### Exercise aim
Your answer should be an exact copy of the lines from the start of the entries to the line containing "Returns the event", both included.

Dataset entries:
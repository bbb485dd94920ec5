//! Event infrastructure for domain event publishing.
//!
//! - `EventId` - Unique identifier for events (deduplication)
//! - `EventMetadata` - Tracing and correlation context
//! - `EventEnvelope` - Transport wrapper for domain events
//! - `DomainEvent` - Trait that all domain events implement
//! - `domain_event!` - Macro to simplify DomainEvent implementations

use serde::{Deserialize, Serialize};
use serde_json::Value as JsonValue;
use std::fmt;
use uuid::Uuid;

use super::{DomainError, ErrorCode, Timestamp};

/// Trait that all domain events must implement.
///
/// Provides the contract for event identification, routing and ordering.
/// Use the `domain_event!` macro to implement it.
pub trait DomainEvent: Send + Sync {
    /// Returns the event type string (e.g., "join_request.approved.v1").
    fn event_type(&self) -> &'static str;

    /// Returns the schema version number.
    fn schema_version(&self) -> u32;

    /// Returns the ID of the aggregate that emitted this event.
    fn aggregate_id(&self) -> String;

    /// Returns the type of aggregate (e.g., "JoinRequest", "ClubEvent").
    fn aggregate_type(&self) -> &'static str;

    /// Returns when the event occurred.
    fn occurred_at(&self) -> Timestamp;

    /// Returns the unique ID for this event instance.
    fn event_id(&self) -> EventId;
}

/// Extension trait providing `to_envelope()` for serializable domain events.
pub trait SerializableDomainEvent: DomainEvent + Serialize {
    /// Converts this domain event into an `EventEnvelope` for transport.
    fn to_envelope(&self) -> Result<EventEnvelope, DomainError> {
        EventEnvelope::from_event(self)
    }
}

impl<T: DomainEvent + Serialize> SerializableDomainEvent for T {}

/// Implements `DomainEvent` for a struct with the given field mapping.
///
/// ```ignore
/// domain_event!(
///     JoinRequested,
///     event_type = "join_request.created.v1",
///     schema_version = 1,
///     aggregate_id = request_id,
///     aggregate_type = "JoinRequest",
///     occurred_at = requested_at,
///     event_id = event_id
/// );
/// ```
#[macro_export]
macro_rules! domain_event {
    (
        $event_name:ident,
        event_type = $event_type:expr,
        schema_version = $schema_version:expr,
        aggregate_id = $agg_id_field:ident,
        aggregate_type = $agg_type:expr,
        occurred_at = $occurred_field:ident,
        event_id = $event_id_field:ident
    ) => {
        impl $crate::domain::foundation::DomainEvent for $event_name {
            fn event_type(&self) -> &'static str {
                $event_type
            }

            fn schema_version(&self) -> u32 {
                $schema_version
            }

            fn aggregate_id(&self) -> String {
                self.$agg_id_field.to_string()
            }

            fn aggregate_type(&self) -> &'static str {
                $agg_type
            }

            fn occurred_at(&self) -> $crate::domain::foundation::Timestamp {
                self.$occurred_field
            }

            fn event_id(&self) -> $crate::domain::foundation::EventId {
                self.$event_id_field.clone()
            }
        }
    };
}

pub use crate::domain_event;

/// Unique identifier for a published domain event.
#[derive(Debug, Clone, PartialEq, Eq, Hash, Serialize, Deserialize)]
#[serde(transparent)]
pub struct EventId(String);

impl EventId {
    /// Creates a new random EventId using UUID v4.
    pub fn new() -> Self {
        Self(Uuid::new_v4().to_string())
    }

    /// Creates an EventId from an existing string.
    pub fn from_string(s: impl Into<String>) -> Self {
        Self(s.into())
    }

    /// Returns the inner string slice.
    pub fn as_str(&self) -> &str {
        &self.0
    }
}

impl Default for EventId {
    fn default() -> Self {
        Self::new()
    }
}

impl fmt::Display for EventId {
    fn fmt(&self, f: &mut fmt::Formatter<'_>) -> fmt::Result {
        write!(f, "{}", self.0)
    }
}

/// Metadata for tracing and correlation.
#[derive(Debug, Clone, Default, PartialEq, Eq, Serialize, Deserialize)]
pub struct EventMetadata {
    /// ID linking related events across a single caller action.
    #[serde(skip_serializing_if = "Option::is_none")]
    pub correlation_id: Option<String>,

    /// User who initiated the action that led to this event.
    #[serde(skip_serializing_if = "Option::is_none")]
    pub user_id: Option<String>,
}

/// Transport envelope for domain events.
#[derive(Debug, Clone, Serialize, Deserialize)]
pub struct EventEnvelope {
    /// Unique ID for this event instance.
    pub event_id: EventId,

    /// Event type for routing (e.g., "club_event.approved.v1").
    pub event_type: String,

    /// Schema version number.
    pub schema_version: u32,

    /// ID of the aggregate that emitted this event.
    pub aggregate_id: String,

    /// Type of aggregate.
    pub aggregate_type: String,

    /// When the event occurred.
    pub occurred_at: Timestamp,

    /// Event-specific payload as JSON.
    pub payload: JsonValue,

    /// Tracing and correlation metadata.
    pub metadata: EventMetadata,
}

impl EventEnvelope {
    /// Creates an envelope from a domain event, serializing it as the payload.
    pub fn from_event<T>(event: &T) -> Result<Self, DomainError>
    where
        T: DomainEvent + Serialize + ?Sized,
    {
        let payload = serde_json::to_value(event).map_err(|e| {
            DomainError::new(
                ErrorCode::SerializationError,
                format!("Failed to serialize {}: {}", event.event_type(), e),
            )
        })?;

        Ok(Self {
            event_id: event.event_id(),
            event_type: event.event_type().to_string(),
            schema_version: event.schema_version(),
            aggregate_id: event.aggregate_id(),
            aggregate_type: event.aggregate_type().to_string(),
            occurred_at: event.occurred_at(),
            payload,
            metadata: EventMetadata::default(),
        })
    }

    /// Add correlation ID for tracing.
    pub fn with_correlation_id(mut self, id: impl Into<String>) -> Self {
        self.metadata.correlation_id = Some(id.into());
        self
    }

    /// Add user ID for audit.
    pub fn with_user_id(mut self, id: impl Into<String>) -> Self {
        self.metadata.user_id = Some(id.into());
        self
    }

    /// Deserialize payload to a specific event type.
    pub fn payload_as<T: for<'de> Deserialize<'de>>(&self) -> Result<T, serde_json::Error> {
        serde_json::from_value(self.payload.clone())
    }
}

### Reply
repository bbb485dd94920ec5
//! Event infrastructure for domain event publishing.
//!
//! - `EventId` - Unique identifier for events (deduplication)
//! - `EventMetadata` - Tracing and correlation context
//! - `EventEnvelope` - Transport wrapper for domain events
//! - `DomainEvent` - Trait that all domain events implement
//! - `domain_event!` - Macro to simplify DomainEvent implementations

use serde::{Deserialize, Serialize};
use serde_json::Value as JsonValue;
use std::fmt;
use uuid::Uuid;

use super::{DomainError, ErrorCode, Timestamp};

/// Trait that all domain events must implement.
///
/// Provides the contract for event identification, routing and ordering.
/// Use the `domain_event!` macro to implement it.
pub trait DomainEvent: Send + Sync {
    /// Returns the event type string (e.g., "join_request.approved.v1").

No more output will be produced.